■ **EXERCISE REQUIREMENTS**: Look through the material below. Copy every line with the string "geoscii" in it.

■ **PROVIDED DATA**:
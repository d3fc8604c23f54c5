use std::path::Path;

use anyhow::{Context, Result};
use serde::{Deserialize, Serialize};

use crate::bounds::Bounds;

/// Default number of output columns.
pub const DEFAULT_WIDTH: i64 = 40;
/// Default background character.
pub const DEFAULT_FILL: &str = " ";
/// Default covered-cell character.
pub const DEFAULT_VALUE: &str = "+";
/// Per-layer value characters used when stacking without explicit values.
pub const DEFAULT_RAMP: &str = "0123456789*#@0=-%$";

/// Options for a single render call.
///
/// Symbols are kept as strings so that invalid ones (empty, several
/// characters) can be reported rather than silently truncated.
///
/// # Example
/// ```
/// use gs_core::config::RenderOptions;
/// let opts = RenderOptions::default();
/// assert_eq!(opts.width, 40);
/// assert_eq!(opts.fill, " ");
/// assert_eq!(opts.value, "+");
/// assert!(!opts.all_touched);
/// ```
#[derive(Clone, Debug, PartialEq, Deserialize, Serialize)]
#[serde(default)]
pub struct RenderOptions {
    /// Number of columns; rows follow from the extent's aspect ratio.
    pub width: i64,
    /// Character for uncovered cells.
    pub fill: String,
    /// Character for covered cells.
    pub value: String,
    /// Cover every cell a geometry touches, not only cells whose center it covers.
    pub all_touched: bool,
    /// Explicit extent; inferred from the geometries when absent.
    pub bbox: Option<Bounds>,
}

impl Default for RenderOptions {
    fn default() -> Self {
        Self {
            width: DEFAULT_WIDTH,
            fill: DEFAULT_FILL.to_string(),
            value: DEFAULT_VALUE.to_string(),
            all_touched: false,
            bbox: None,
        }
    }
}

impl RenderOptions {
    /// Same options with another width.
    #[must_use]
    pub fn with_width(mut self, width: i64) -> Self {
        self.width = width;
        self
    }

    /// Same options with other fill/value symbols.
    #[must_use]
    pub fn with_symbols(mut self, fill: &str, value: &str) -> Self {
        self.fill = fill.to_string();
        self.value = value.to_string();
        self
    }

    /// Same options with an explicit extent.
    #[must_use]
    pub fn with_bbox(mut self, bbox: impl Into<Bounds>) -> Self {
        self.bbox = Some(bbox.into());
        self
    }

    /// Same options with the given coverage policy.
    #[must_use]
    pub fn with_all_touched(mut self, all_touched: bool) -> Self {
        self.all_touched = all_touched;
        self
    }
}

/// Full front-end configuration: render options plus stacking and paging.
#[derive(Clone, Debug, Default, PartialEq, Deserialize, Serialize)]
#[serde(default)]
pub struct RenderConfig {
    /// Per-layer render options.
    pub render: RenderOptions,
    /// Stacking settings.
    pub stack: StackOptions,
    /// Attribute names shown above each page, in order.
    pub properties: Option<Vec<String>>,
}

/// Settings for compositing several layers.
#[derive(Clone, Debug, PartialEq, Deserialize, Serialize)]
#[serde(default)]
pub struct StackOptions {
    /// Background of the composite.
    pub fill: String,
    /// Value characters handed out to layers in order, cycling.
    pub ramp: String,
}

impl Default for StackOptions {
    fn default() -> Self {
        Self {
            fill: DEFAULT_FILL.to_string(),
            ramp: DEFAULT_RAMP.to_string(),
        }
    }
}

/// Structure TOML intermédiaire : toutes les sections sont optionnelles.
#[derive(Deserialize)]
#[serde(deny_unknown_fields)]
struct ConfigFile {
    render: Option<RenderSection>,
    stack: Option<StackSection>,
    paginate: Option<PaginateSection>,
}

/// Render section, every field optional for partial override.
#[derive(Deserialize)]
#[serde(deny_unknown_fields)]
struct RenderSection {
    width: Option<i64>,
    fill: Option<String>,
    value: Option<String>,
    all_touched: Option<bool>,
    bbox: Option<Bounds>,
}

#[derive(Deserialize)]
#[serde(deny_unknown_fields)]
struct StackSection {
    fill: Option<String>,
    ramp: Option<String>,
}

#[derive(Deserialize)]
#[serde(deny_unknown_fields)]
struct PaginateSection {
    properties: Option<Vec<String>>,
}

/// Parse TOML text and merge it over the defaults.
///
/// # Errors
/// Returns an error if the text is not valid TOML for this layout.
///
/// # Example
/// ```
/// use gs_core::config::parse_config;
/// let config = parse_config("[render]\nwidth = 20\nvalue = \"#\"\n").unwrap();
/// assert_eq!(config.render.width, 20);
/// assert_eq!(config.render.value, "#");
/// assert_eq!(config.render.fill, " ");
/// ```
pub fn parse_config(content: &str) -> Result<RenderConfig> {
    let file: ConfigFile = toml::from_str(content).context("invalid TOML configuration")?;
    let mut config = RenderConfig::default();

    if let Some(r) = file.render {
        if let Some(v) = r.width {
            config.render.width = v;
        }
        if let Some(v) = r.fill {
            config.render.fill = v;
        }
        if let Some(v) = r.value {
            config.render.value = v;
        }
        if let Some(v) = r.all_touched {
            config.render.all_touched = v;
        }
        if r.bbox.is_some() {
            config.render.bbox = r.bbox;
        }
    }
    if let Some(s) = file.stack {
        if let Some(v) = s.fill {
            config.stack.fill = v;
        }
        if let Some(v) = s.ramp {
            config.stack.ramp = v;
        }
    }
    if let Some(p) = file.paginate {
        config.properties = p.properties;
    }
    Ok(config)
}

/// Charge un fichier TOML et fusionne avec les valeurs par défaut.
///
/// # Errors
/// Returns an error if the file cannot be read or parsed.
///
/// # Example
/// ```no_run
/// use gs_core::config::load_config;
/// use std::path::Path;
/// let config = load_config(Path::new("geoscii.toml")).unwrap();
/// ```
pub fn load_config(path: &Path) -> Result<RenderConfig> {
    let content = std::fs::read_to_string(path)
        .with_context(|| format!("cannot read {}", path.display()))?;
    let config = parse_config(&content)
        .with_context(|| format!("TOML parse error in {}", path.display()))?;
    log::debug!("loaded configuration from {}", path.display());
    Ok(config)
}

#[cfg(test)]
mod tests {
    use super::*;
    use std::io::Write;

    #[test]
    fn empty_file_yields_defaults() {
        assert_eq!(parse_config("").unwrap(), RenderConfig::default());
    }

    #[test]
    fn partial_sections_merge() {
        let config = parse_config(
            r#"
            [render]
            all_touched = true
            bbox = [0.0, 0.0, 10.0, 10.0]

            [stack]
            fill = "."

            [paginate]
            properties = ["NAME", "AREA"]
            "#,
        )
        .unwrap();
        assert!(config.render.all_touched);
        assert_eq!(config.render.bbox, Some(Bounds::new(0.0, 0.0, 10.0, 10.0)));
        assert_eq!(config.render.width, DEFAULT_WIDTH);
        assert_eq!(config.stack.fill, ".");
        assert_eq!(config.stack.ramp, DEFAULT_RAMP);
        assert_eq!(config.properties, Some(vec!["NAME".to_string(), "AREA".to_string()]));
    }

    #[test]
    fn bundled_sample_matches_defaults() {
        let config = parse_config(include_str!("../../../config/geoscii.toml")).unwrap();
        assert_eq!(config, RenderConfig::default());
    }

    #[test]
    fn unknown_keys_are_rejected() {
        assert!(parse_config("[render]\ncolour = true\n").is_err());
    }

    #[test]
    fn load_config_reads_file() {
        let mut file = tempfile::NamedTempFile::new().unwrap();
        writeln!(file, "[render]\nwidth = 12").unwrap();
        let config = load_config(file.path()).unwrap();
        assert_eq!(config.render.width, 12);
    }

    #[test]
    fn missing_file_names_path() {
        let err = load_config(Path::new("/nonexistent/geoscii.toml")).unwrap_err();
        assert!(err.to_string().contains("/nonexistent/geoscii.toml"));
    }
}
use thiserror::Error;

/// Errors originating from the render pipeline.
#[derive(Error, Debug)]
pub enum CoreError {
    /// Non-positive width, or a fill/value symbol that is not one character.
    #[error("Invalid {name} `{value}' - {reason}")]
    InvalidDimension {
        /// Which parameter was rejected.
        name: &'static str,
        /// The offending value, as given.
        value: String,
        /// Constraint the value violates.
        reason: &'static str,
    },

    /// Stacked layers differ in row count or row length.
    #[error("Input layers have heterogeneous dimensions: {detail}")]
    HeterogeneousLayers {
        /// Which rows disagree, and how.
        detail: String,
    },

    /// An input element is neither a feature, a geometry, nor a geometry-interface object.
    #[error(
        "An input object isn't a feature, geometry, or object supporting a geometry interface: {value}"
    )]
    UnrecognizedGeometryShape {
        /// Abbreviated rendering of the element.
        value: String,
    },

    /// Tagged as a geometry or feature, but the payload does not deserialize.
    #[error("Malformed geometry: {0}")]
    MalformedGeometry(#[from] serde_json::Error),

    /// Bounds must be inferred but the source holds no coordinates.
    #[error("Cannot infer bounds - geometry source contains no coordinates")]
    EmptyExtent,

    /// A requested attribute is absent from a feature.
    #[error("Feature has no property `{name}'")]
    MissingProperty {
        /// Property name that was requested.
        name: String,
    },

    /// The table formatter received no rows.
    #[error("Cannot format table - input is empty")]
    EmptyTable,
}

/// Convenience alias used across the workspace.
pub type Result<T> = std::result::Result<T, CoreError>;

impl CoreError {
    /// Width rejection, shared by the transform builder and the text renderer.
    #[must_use]
    pub fn invalid_width(width: i64) -> Self {
        Self::InvalidDimension {
            name: "width",
            value: width.to_string(),
            reason: "must be > 0",
        }
    }

    /// Symbol rejection for fill/value characters.
    #[must_use]
    pub fn invalid_symbol(name: &'static str, symbol: &str) -> Self {
        Self::InvalidDimension {
            name,
            value: symbol.to_string(),
            reason: "must be 1 character long",
        }
    }
}

/// Validate that `symbol` is exactly one character and return it.
///
/// # Errors
/// Returns [`CoreError::InvalidDimension`] for empty or multi-character input.
///
/// # Example
/// ```
/// use gs_core::error::single_char;
/// assert_eq!(single_char("fill value", "*").unwrap(), '*');
/// assert!(single_char("fill value", "ab").is_err());
/// assert!(single_char("pixel value", "").is_err());
/// ```
pub fn single_char(name: &'static str, symbol: &str) -> Result<char> {
    let mut chars = symbol.chars();
    match (chars.next(), chars.next()) {
        (Some(ch), None) => Ok(ch),
        _ => Err(CoreError::invalid_symbol(name, symbol)),
    }
}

■ **ANSWER TO THIS EXERCISE**:
/// let config = load_config(Path::new("geoscii.toml")).unwrap();
        let config = parse_config(include_str!("../../../config/geoscii.toml")).unwrap();
        let err = load_config(Path::new("/nonexistent/geoscii.toml")).unwrap_err();
        assert!(err.to_string().contains("/nonexistent/geoscii.toml"));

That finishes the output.